* Problem description: Below are records; reproduce exactly the lines from the first through the one containing "#[derive(Debug, Clone, PartialEq, thiserror::Error)]".

* Excerpted data:

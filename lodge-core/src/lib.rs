pub mod repository;

use lodge_shared::BookingStatus;
use rust_decimal::Decimal;
use uuid::Uuid;

pub use repository::{ReservationStore, RoomCatalog, Transaction};

/// Error taxonomy of the reservation engine.
///
/// Validation variants are raised before any write. Conflict variants are
/// raised mid-transaction and always come with a rollback.
#[derive(Debug, Clone, PartialEq, thiserror::Error)]
pub enum CoreError {
    #[error("invalid booking dates")]
    InvalidDates,

    #[error("expected total amount {expected} does not match calculated total {computed}")]
    PriceChanged {
        expected: Decimal,
        computed: Decimal,
    },

    #[error("room lock already exists for room {room_id}")]
    RoomLockAlreadyExist { room_id: Uuid },

    #[error("all rooms must have same booking_id")]
    ConflictBookingRooms,

    #[error("booking not found: {0}")]
    BookingNotFound(Uuid),

    #[error("booking room not found: {0}")]
    BookingRoomNotFound(Uuid),

    #[error("room lock not found: {0}")]
    RoomLockNotFound(Uuid),

    #[error("booking must contain at least one room")]
    EmptyRoomList,

    #[error("validation failed: {0}")]
    Validation(String),

    #[error("invalid status transition from {from} to {to}")]
    InvalidStatusTransition {
        from: BookingStatus,
        to: BookingStatus,
    },

    #[error("room hold for booking {0} has expired")]
    HoldExpired(Uuid),

    #[error("operation cancelled")]
    Cancelled,

    #[error("operation deadline exceeded")]
    DeadlineExceeded,

    #[error("internal server error: {0}")]
    InternalServer(String),
}

pub type CoreResult<T> = Result<T, CoreError>;
use chrono::{Duration as ChronoDuration, NaiveDate, Utc};
use lodge_booking::{BookingEngine, BookingService, CoordinatorConfig, CreateBookingRequest, RoomRequest};
use lodge_core::{CoreError, ReservationStore, Transaction};
use lodge_shared::{BookingStatus, NewRoomLock, StayRange};
use lodge_store::{FaultPoint, MemoryReservationStore};
use rust_decimal::Decimal;
use std::sync::Arc;
use std::time::Duration;
use tokio_util::sync::CancellationToken;
use uuid::Uuid;

fn date(y: i32, m: u32, d: u32) -> NaiveDate {
    NaiveDate::from_ymd_opt(y, m, d).unwrap()
}

fn request(room_ids: &[Uuid], check_in: NaiveDate, check_out: NaiveDate) -> CreateBookingRequest {
    CreateBookingRequest {
        user_id: 11,
        hotel_id: Uuid::nil(),
        check_in,
        check_out,
        guest_name: "Margaret Hamilton".to_string(),
        guest_email: None,
        guest_phone: None,
        currency: "USD".to_string(),
        expected_total: None,
        rooms: room_ids
            .iter()
            .map(|room_id| RoomRequest {
                room_id: *room_id,
                adults: 2,
                children: 0,
                price_per_night: Decimal::new(120, 0),
            })
            .collect(),
    }
}

fn engine(config: CoordinatorConfig) -> (Arc<MemoryReservationStore>, BookingService<MemoryReservationStore>) {
    let store = Arc::new(MemoryReservationStore::new());
    let service = BookingService::new(Arc::clone(&store), config);
    (store, service)
}

#[tokio::test]
async fn test_induced_failures_leave_no_partial_booking() {
    let rooms = [Uuid::new_v4(), Uuid::new_v4(), Uuid::new_v4()];
    let faults = [
        (FaultPoint::BeginTx, 0),
        (FaultPoint::CreateBooking, 0),
        (FaultPoint::CreateBookingRoom, 0),
        (FaultPoint::CreateBookingRoom, 2),
        (FaultPoint::CreateRoomLock, 0),
        (FaultPoint::CreateRoomLock, 1),
        (FaultPoint::CreateRoomLock, 2),
        (FaultPoint::Commit, 0),
    ];

    for (point, skip) in faults {
        let (store, service) = engine(CoordinatorConfig::default());
        store.inject_fault(point, skip);

        let result = service
            .create_booking(request(&rooms, date(2024, 4, 1), date(2024, 4, 3)), &CancellationToken::new())
            .await;

        assert!(result.is_err(), "fault at {:?}/{} should fail the booking", point, skip);
        assert_eq!(store.booking_count(), 0, "fault at {:?}/{}", point, skip);
        assert_eq!(store.booking_room_count(), 0, "fault at {:?}/{}", point, skip);
        assert_eq!(store.room_lock_count(), 0, "fault at {:?}/{}", point, skip);

        // The failed attempt must not keep the rooms held
        let retry = service
            .create_booking(request(&rooms, date(2024, 4, 1), date(2024, 4, 3)), &CancellationToken::new())
            .await
            .unwrap();
        assert_eq!(store.booking_count(), 1);
        assert_eq!(store.booking_room_count(), 3);
        assert_eq!(store.room_lock_count(), 3);
        assert_eq!(retry.final_total, Decimal::new(720, 0));
    }
}

#[tokio::test(flavor = "multi_thread", worker_threads = 4)]
async fn test_concurrent_overlapping_bookings_one_wins() {
    let (store, service) = engine(CoordinatorConfig::default());
    let service = Arc::new(service);
    let room_id = Uuid::new_v4();

    let a = {
        let service = Arc::clone(&service);
        tokio::spawn(async move {
            service
                .create_booking(request(&[room_id], date(2024, 7, 1), date(2024, 7, 5)), &CancellationToken::new())
                .await
        })
    };
    let b = {
        let service = Arc::clone(&service);
        tokio::spawn(async move {
            service
                .create_booking(request(&[room_id], date(2024, 7, 3), date(2024, 7, 8)), &CancellationToken::new())
                .await
        })
    };

    let (a, b) = (a.await.unwrap(), b.await.unwrap());
    let outcomes = [a, b];
    assert_eq!(outcomes.iter().filter(|r| r.is_ok()).count(), 1);
    assert!(outcomes
        .iter()
        .any(|r| *r == Err(CoreError::RoomLockAlreadyExist { room_id })));
    assert_eq!(store.booking_count(), 1);
    assert_eq!(store.room_lock_count(), 1);
}

#[tokio::test(flavor = "multi_thread", worker_threads = 4)]
async fn test_many_concurrent_requests_keep_locks_disjoint() {
    let (store, service) = engine(CoordinatorConfig::default());
    let service = Arc::new(service);
    let room_id = Uuid::new_v4();

    let mut handles = Vec::new();
    for offset in 0..16u32 {
        let service = Arc::clone(&service);
        handles.push(tokio::spawn(async move {
            let check_in = date(2024, 9, 1 + offset % 8);
            let check_out = check_in + ChronoDuration::days(2);
            service
                .create_booking(request(&[room_id], check_in, check_out), &CancellationToken::new())
                .await
        }));
    }
    for handle in handles {
        let _ = handle.await.unwrap();
    }

    let now = Utc::now();
    let live: Vec<_> = store
        .locks_for_room(room_id)
        .into_iter()
        .filter(|l| l.is_live(now))
        .collect();
    assert!(!live.is_empty());
    for (i, a) in live.iter().enumerate() {
        for b in &live[i + 1..] {
            assert!(!a.stay_range.overlaps(&b.stay_range), "{:?} overlaps {:?}", a.stay_range, b.stay_range);
        }
    }
}

#[tokio::test]
async fn test_adjacent_stays_share_a_room() {
    let (_, service) = engine(CoordinatorConfig::default());
    let room_id = Uuid::new_v4();
    let cancel = CancellationToken::new();

    service
        .create_booking(request(&[room_id], date(2024, 3, 1), date(2024, 3, 3)), &cancel)
        .await
        .unwrap();
    service
        .create_booking(request(&[room_id], date(2024, 3, 3), date(2024, 3, 5)), &cancel)
        .await
        .unwrap();
}

#[tokio::test]
async fn test_cancellation_frees_the_range() {
    let (_, service) = engine(CoordinatorConfig::default());
    let room_id = Uuid::new_v4();
    let cancel = CancellationToken::new();

    let first = service
        .create_booking(request(&[room_id], date(2024, 5, 1), date(2024, 5, 4)), &cancel)
        .await
        .unwrap();
    let blocked = service
        .create_booking(request(&[room_id], date(2024, 5, 2), date(2024, 5, 3)), &cancel)
        .await;
    assert_eq!(blocked, Err(CoreError::RoomLockAlreadyExist { room_id }));

    let cancelled = service
        .update_booking_status(first.id, BookingStatus::Cancelled, &cancel)
        .await
        .unwrap();
    assert_eq!(cancelled.status, BookingStatus::Cancelled);

    service
        .create_booking(request(&[room_id], date(2024, 5, 2), date(2024, 5, 3)), &cancel)
        .await
        .unwrap();
}

#[tokio::test]
async fn test_expired_lock_does_not_block() {
    let (store, service) = engine(CoordinatorConfig::default());
    let room_id = Uuid::new_v4();
    let an_hour_ago = Utc::now() - ChronoDuration::hours(1);

    store.seed_lock(
        NewRoomLock {
            room_id,
            booking_id: Uuid::new_v4(),
            stay_range: StayRange::new(date(2024, 10, 1), date(2024, 10, 10)),
            expires_at: an_hour_ago + ChronoDuration::minutes(15),
        }
        .into_room_lock(Uuid::new_v4(), an_hour_ago),
    );

    service
        .create_booking(request(&[room_id], date(2024, 10, 2), date(2024, 10, 4)), &CancellationToken::new())
        .await
        .unwrap();
}

#[tokio::test]
async fn test_empty_room_list_fails_before_any_write() {
    let (store, service) = engine(CoordinatorConfig::default());
    store.inject_fault(FaultPoint::BeginTx, 0);

    let err = service
        .create_booking(request(&[], date(2024, 1, 1), date(2024, 1, 2)), &CancellationToken::new())
        .await
        .unwrap_err();
    assert_eq!(err, CoreError::EmptyRoomList);

    // The BeginTx fault is still armed, so no transaction was opened
    let err = service
        .create_booking(request(&[Uuid::new_v4()], date(2024, 1, 1), date(2024, 1, 2)), &CancellationToken::new())
        .await
        .unwrap_err();
    assert!(matches!(err, CoreError::InternalServer(_)));
}

#[tokio::test]
async fn test_invalid_dates_fail_before_any_write() {
    let (store, service) = engine(CoordinatorConfig::default());

    let err = service
        .create_booking(request(&[Uuid::new_v4()], date(2024, 1, 1), date(2024, 1, 1)), &CancellationToken::new())
        .await
        .unwrap_err();
    assert_eq!(err, CoreError::InvalidDates);
    assert_eq!(store.booking_count(), 0);
}

#[tokio::test]
async fn test_confirm_then_no_further_transitions() {
    let (store, service) = engine(CoordinatorConfig::default());
    let room_id = Uuid::new_v4();
    let cancel = CancellationToken::new();

    let booking = service
        .create_booking(request(&[room_id], date(2024, 6, 1), date(2024, 6, 2)), &cancel)
        .await
        .unwrap();
    let confirmed = service
        .update_booking_status(booking.id, BookingStatus::Confirmed, &cancel)
        .await
        .unwrap();
    assert_eq!(confirmed.status, BookingStatus::Confirmed);
    assert!(store.locks_for_room(room_id).iter().all(|l| !l.is_active && l.confirmed));

    let err = service
        .update_booking_status(booking.id, BookingStatus::Cancelled, &cancel)
        .await
        .unwrap_err();
    assert_eq!(
        err,
        CoreError::InvalidStatusTransition {
            from: BookingStatus::Confirmed,
            to: BookingStatus::Cancelled,
        }
    );

    let err = service
        .update_booking_status(Uuid::new_v4(), BookingStatus::Confirmed, &cancel)
        .await
        .unwrap_err();
    assert!(matches!(err, CoreError::BookingNotFound(_)));
}

#[tokio::test]
async fn test_confirming_a_lapsed_hold_fails() {
    let config = CoordinatorConfig {
        hold_window: Duration::ZERO,
        ..CoordinatorConfig::default()
    };
    let (store, service) = engine(config);
    let cancel = CancellationToken::new();

    let booking = service
        .create_booking(request(&[Uuid::new_v4()], date(2024, 6, 1), date(2024, 6, 2)), &cancel)
        .await
        .unwrap();

    let err = service
        .update_booking_status(booking.id, BookingStatus::Confirmed, &cancel)
        .await
        .unwrap_err();
    assert_eq!(err, CoreError::HoldExpired(booking.id));
    assert_eq!(service.get_booking(booking.id).await.unwrap().status, BookingStatus::Pending);
    assert_eq!(store.booking_count(), 1);
}

#[tokio::test]
async fn test_confirmed_booking_keeps_its_room() {
    let (store, service) = engine(CoordinatorConfig::default());
    let room_id = Uuid::new_v4();
    let cancel = CancellationToken::new();

    let booking = service
        .create_booking(request(&[room_id], date(2024, 5, 1), date(2024, 5, 4)), &cancel)
        .await
        .unwrap();
    service
        .update_booking_status(booking.id, BookingStatus::Confirmed, &cancel)
        .await
        .unwrap();

    for (check_in, check_out) in [
        (date(2024, 5, 1), date(2024, 5, 4)),
        (date(2024, 4, 28), date(2024, 5, 2)),
        (date(2024, 5, 3), date(2024, 5, 9)),
    ] {
        let second = service
            .create_booking(request(&[room_id], check_in, check_out), &cancel)
            .await;
        assert_eq!(second, Err(CoreError::RoomLockAlreadyExist { room_id }));
    }
    assert_eq!(store.booking_count(), 1);

    // The reaper sweep leaves confirmed stays alone
    store.deactivate_expired_locks(Utc::now() + ChronoDuration::days(1)).await.unwrap();
    let again = service
        .create_booking(request(&[room_id], date(2024, 5, 2), date(2024, 5, 3)), &cancel)
        .await;
    assert_eq!(again, Err(CoreError::RoomLockAlreadyExist { room_id }));

    service
        .create_booking(request(&[room_id], date(2024, 5, 4), date(2024, 5, 6)), &cancel)
        .await
        .unwrap();
}

#[tokio::test]
async fn test_confirm_write_rejects_a_retaken_room() {
    let (store, service) = engine(CoordinatorConfig::default());
    let room_id = Uuid::new_v4();
    let lapsed_booking = Uuid::new_v4();
    let an_hour_ago = Utc::now() - ChronoDuration::hours(1);

    store.seed_lock(
        NewRoomLock {
            room_id,
            booking_id: lapsed_booking,
            stay_range: StayRange::new(date(2024, 5, 1), date(2024, 5, 4)),
            expires_at: an_hour_ago + ChronoDuration::minutes(15),
        }
        .into_room_lock(Uuid::new_v4(), an_hour_ago),
    );

    service
        .create_booking(request(&[room_id], date(2024, 5, 2), date(2024, 5, 3)), &CancellationToken::new())
        .await
        .unwrap();

    // Confirming the lapsed hold now must lose to the newer lock
    let mut tx = store.begin_tx().await.unwrap();
    let err = store.confirm_locks(&mut tx, lapsed_booking).await.unwrap_err();
    assert_eq!(err, CoreError::RoomLockAlreadyExist { room_id });
    tx.rollback().await.unwrap();
}

#[tokio::test]
async fn test_cancellation_token_rolls_back() {
    let (store, service) = engine(CoordinatorConfig::default());
    store.set_latency(Duration::from_millis(50));
    let service = Arc::new(service);
    let rooms = [Uuid::new_v4(), Uuid::new_v4()];

    let cancel = CancellationToken::new();
    let handle = {
        let service = Arc::clone(&service);
        let cancel = cancel.clone();
        tokio::spawn(async move {
            service
                .create_booking(request(&rooms, date(2024, 11, 1), date(2024, 11, 3)), &cancel)
                .await
        })
    };

    tokio::time::sleep(Duration::from_millis(170)).await;
    cancel.cancel();

    assert_eq!(handle.await.unwrap(), Err(CoreError::Cancelled));
    assert_eq!(store.booking_count(), 0);
    assert_eq!(store.room_lock_count(), 0);

    store.set_latency(Duration::ZERO);
    service
        .create_booking(request(&rooms, date(2024, 11, 1), date(2024, 11, 3)), &CancellationToken::new())
        .await
        .unwrap();
}

#[tokio::test]
async fn test_deadline_rolls_back() {
    let config = CoordinatorConfig {
        operation_timeout: Duration::from_millis(60),
        ..CoordinatorConfig::default()
    };
    let (store, service) = engine(config);
    store.set_latency(Duration::from_millis(40));

    let err = service
        .create_booking(request(&[Uuid::new_v4()], date(2024, 12, 1), date(2024, 12, 3)), &CancellationToken::new())
        .await
        .unwrap_err();
    assert_eq!(err, CoreError::DeadlineExceeded);
    assert_eq!(store.booking_count(), 0);
    assert_eq!(store.room_lock_count(), 0);
}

* Reply to the exercise:
filename lodge-core/src/lib.rs
pub mod repository;

use lodge_shared::BookingStatus;
use rust_decimal::Decimal;
use uuid::Uuid;

pub use repository::{ReservationStore, RoomCatalog, Transaction};

/// Error taxonomy of the reservation engine.
///
/// Validation variants are raised before any write. Conflict variants are
/// raised mid-transaction and always come with a rollback.
#[derive(Debug, Clone, PartialEq, thiserror::Error)]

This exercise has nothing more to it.